Réflexion faite, on n’ouvrit aucun crédit à Castera, et par là même toute idée de préparer une confédération fut écartée. On engagea seulement cet agent à provoquer de la part des amis de la France (s’il en restait encore) une protestation contre la violation de leur territoire. L’acte fut bien rédigé, en effet, mais peu de gens eurent le courage d’y apposer leur signature et aucun ne consentit à la rendre publique : — u Après tout, écrivait Puisieulx à Castera avec une indifférence résignée, en apprenant ce triste résultat, c’est aux Polonais à défendre leur territoire, c’est une affaire domestique qui les regarde. Vous ne sauriez mettre trop de circonspection dans votre conduite[1]. »

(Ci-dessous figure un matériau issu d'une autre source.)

// SPDX-License-Identifier: AGPL-3.0-or-later
// Copyright (C) 2026 Vallés Puig, Ramon

//! Epochs and the two primitive week/day-of-week conversions.
//!
//! Every GNSS week number in this crate is measured from an [`Epoch`]: a
//! fixed calendar day on which week 0, day 0 begins. [`date_to_elapsed`]
//! and [`elapsed_to_date`] are exact inverses of each other and every
//! higher-level conversion is composed from them.

use chrono::NaiveDate;
use std::fmt;

#[cfg(feature = "serde")]
use serde::{ser::SerializeStruct, Deserialize, Deserializer, Serialize, Serializer};

use crate::calendar::add_days;
use crate::error::{CalendarError, Result};

const DAYS_PER_WEEK: i64 = 7;

/// Builds a `NaiveDate` in const context; the arguments must form a real date.
const fn const_date(year: i32, month: u32, day: u32) -> NaiveDate {
    match NaiveDate::from_ymd_opt(year, month, day) {
        Some(date) => date,
        None => panic!("invalid epoch date"),
    }
}

/// GPS epoch: 1980-01-06, start of GPS week 0.
pub const GPS_EPOCH: Epoch = Epoch::new("GPS", const_date(1980, 1, 6));

/// BeiDou epoch: 2006-01-01, start of BDS week 0.
pub const BDS_EPOCH: Epoch = Epoch::new("BDS", const_date(2006, 1, 1));

// ═══════════════════════════════════════════════════════════════════════════
// Epoch
// ═══════════════════════════════════════════════════════════════════════════

/// Calendar day on which a week-based time system starts counting.
#[derive(Debug, Copy, Clone, PartialEq, Eq, Hash)]
pub struct Epoch {
    label: &'static str,
    date: NaiveDate,
}

impl Epoch {
    /// Create an epoch labelled `label` starting on `date`.
    #[inline]
    pub const fn new(label: &'static str, date: NaiveDate) -> Self {
        Self { label, date }
    }

    /// Short name of the time system (`"GPS"`, `"BDS"`, ...).
    #[inline]
    pub const fn label(&self) -> &'static str {
        self.label
    }

    /// The first day of week 0.
    #[inline]
    pub const fn date(&self) -> NaiveDate {
        self.date
    }

    /// `true` if `date` is on or after this epoch.
    #[inline]
    pub fn contains(&self, date: NaiveDate) -> bool {
        date >= self.date
    }
}

impl fmt::Display for Epoch {
    fn fmt(&self, f: &mut fmt::Formatter<'_>) -> fmt::Result {
        write!(f, "{} ({})", self.label, self.date)
    }
}

// ═══════════════════════════════════════════════════════════════════════════
// WeekDay
// ═══════════════════════════════════════════════════════════════════════════

/// Whole weeks and day of week elapsed since some epoch.
///
/// The invariants `week >= 0` and `0 <= day_of_week <= 6` are enforced by
/// [`WeekDay::new`]; a `WeekDay` value is always valid.
#[derive(Debug, Copy, Clone, PartialEq, Eq, PartialOrd, Ord, Hash)]
pub struct WeekDay {
    week: i64,
    day_of_week: u8,
}

impl WeekDay {
    /// Validate and build a week/day-of-week pair.
    ///
    /// ```
    /// use gnsscal::WeekDay;
    ///
    /// assert!(WeekDay::new(1949, 3).is_ok());
    /// assert!(WeekDay::new(-1, 3).is_err());
    /// assert!(WeekDay::new(1949, 7).is_err());
    /// ```
    pub fn new(week: i64, day_of_week: i64) -> Result<Self> {
        match u8::try_from(day_of_week) {
            Ok(dow) if week >= 0 && dow < DAYS_PER_WEEK as u8 => Ok(Self {
                week,
                day_of_week: dow,
            }),
            _ => Err(CalendarError::InvalidWeekDay { week, day_of_week }),
        }
    }

    /// Split a non-negative day count into weeks and day of week.
    fn from_elapsed_days(days: i64) -> Self {
        debug_assert!(days >= 0);
        Self {
            week: days / DAYS_PER_WEEK,
            day_of_week: (days % DAYS_PER_WEEK) as u8,
        }
    }

    /// Whole weeks elapsed.
    #[inline]
    pub const fn week(&self) -> i64 {
        self.week
    }

    /// Day within the week, 0 = first day.
    #[inline]
    pub const fn day_of_week(&self) -> u8 {
        self.day_of_week
    }

    /// Day 0 of the same week.
    #[inline]
    pub const fn first_day(&self) -> Self {
        Self {
            week: self.week,
            day_of_week: 0,
        }
    }

    /// Total days elapsed, saturating at `i64::MAX`.
    #[inline]
    pub fn elapsed_days(&self) -> i64 {
        self.week
            .saturating_mul(DAYS_PER_WEEK)
            .saturating_add(i64::from(self.day_of_week))
    }
}

impl fmt::Display for WeekDay {
    fn fmt(&self, f: &mut fmt::Formatter<'_>) -> fmt::Result {
        write!(f, "{:04}, {}", self.week, self.day_of_week)
    }
}

impl From<WeekDay> for (i64, u8) {
    #[inline]
    fn from(value: WeekDay) -> Self {
        (value.week, value.day_of_week)
    }
}

#[cfg(feature = "serde")]
impl Serialize for WeekDay {
    fn serialize<S>(&self, serializer: S) -> std::result::Result<S::Ok, S::Error>
    where
        S: Serializer,
    {
        let mut s = serializer.serialize_struct("WeekDay", 2)?;
        s.serialize_field("week", &self.week)?;
        s.serialize_field("day_of_week", &self.day_of_week)?;
        s.end()
    }
}

#[cfg(feature = "serde")]
impl<'de> Deserialize<'de> for WeekDay {
    fn deserialize<D>(deserializer: D) -> std::result::Result<Self, D::Error>
    where
        D: Deserializer<'de>,
    {
        #[derive(Deserialize)]
        struct Raw {
            week: i64,
            day_of_week: i64,
        }

        let raw = Raw::deserialize(deserializer)?;
        WeekDay::new(raw.week, raw.day_of_week).map_err(serde::de::Error::custom)
    }
}

// ═══════════════════════════════════════════════════════════════════════════
// Primitives
// ═══════════════════════════════════════════════════════════════════════════

/// Weeks and day of week elapsed from `epoch` to `date`.
///
/// Fails with [`CalendarError::EpochOrdering`] when `date` precedes the epoch.
///
/// ```
/// use chrono::NaiveDate;
/// use gnsscal::{date_to_elapsed, GPS_EPOCH};
///
/// let date = NaiveDate::from_ymd_opt(2017, 5, 17).unwrap();
/// let elapsed = date_to_elapsed(date, GPS_EPOCH).unwrap();
/// assert_eq!((elapsed.week(), elapsed.day_of_week()), (1949, 3));
/// ```
pub fn date_to_elapsed(date: NaiveDate, epoch: Epoch) -> Result<WeekDay> {
    let days = date.signed_duration_since(epoch.date()).num_days();
    if days < 0 {
        return Err(CalendarError::EpochOrdering { date, epoch });
    }
    Ok(WeekDay::from_elapsed_days(days))
}

/// Date reached `weeks` weeks and `day_of_week` days after `epoch`.
///
/// Fails with [`CalendarError::InvalidWeekDay`] when `weeks < 0` or
/// `day_of_week` is outside `[0, 6]`.
pub fn elapsed_to_date(weeks: i64, day_of_week: i64, epoch: Epoch) -> Result<NaiveDate> {
    let elapsed = WeekDay::new(weeks, day_of_week)?;
    weekday_to_date(elapsed, epoch)
}

/// Same as [`elapsed_to_date`] for an already validated pair.
pub(crate) fn weekday_to_date(elapsed: WeekDay, epoch: Epoch) -> Result<NaiveDate> {
    add_days(epoch.date(), elapsed.elapsed_days())
}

En conséquence, dès les premiers jours de février, les Russes

  1. Castera, résident de France à Varsovie, à Puisieulx, 20 novembre, 30 décembre 1747, 13, 14, 21 janvier 1748. — Puisieulx à Gastera, 27 novembre 1747, 26 janvier, 16 avril 1748. (Correspondance de Pologne. — Ministère des affaires étrangères.) — C’est, suivant toute apparence, à ce moment, et aux négociations qui furent un instant engagées pour arrêter le passage des Russes en Pologne qu’il faut faire remonter les premières relations régulières du prince de Conti avec les nobles Polonais du parti national, d’où est sortie plus tard l’intrigue qui donna lieu à la diplomatie secrète de Louis XV. Castera fut certainement un des premiers agens employés par cette diplomatie occulte.